▸ **Stored data**
■ ■ ■

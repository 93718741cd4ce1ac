//! A typography engine for English and Russian text.
//!
//! Typus turns plain typing into typographically correct Unicode: nested
//! quotes, em and en dashes, non-breaking spaces after short words and
//! between numbers and units, primes, fractions, math signs and symbols
//! such as `(c)`. Html markup and caller-supplied phrases pass through
//! untouched.
//!
//! # Example
//!
//! ```rust
//! use typus::{Options, Typus};
//!
//! let typus = Typus::en().unwrap();
//!
//! assert_eq!(typus.process("Say \"what\" again!"), "Say “what” again!");
//! assert_eq!(typus.process("foo -- bar"), "foo\u{202f}—\u{2009}bar");
//!
//! // Debug mode shows non-breaking spaces
//! let options = Options::new().debug(true);
//! assert_eq!(typus.process_with("1 kg", &options), "1_kg");
//! ```

pub mod chars;
pub mod error;
pub mod processors;
mod typus;
pub mod utils;

pub use error::ConfigError;
pub use processors::quotes::Quotes;
pub use processors::{Chain, Probe, Processor, Stage};
pub use typus::{DEBUG_MARKER, Locale, Options, Typus, TypusBuilder};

■ ■ ■

▸ **Problem to solve**
Determine, please, how many lines hold "error" in the records, and give that number by itself.

▸ **Solution for this problem**
2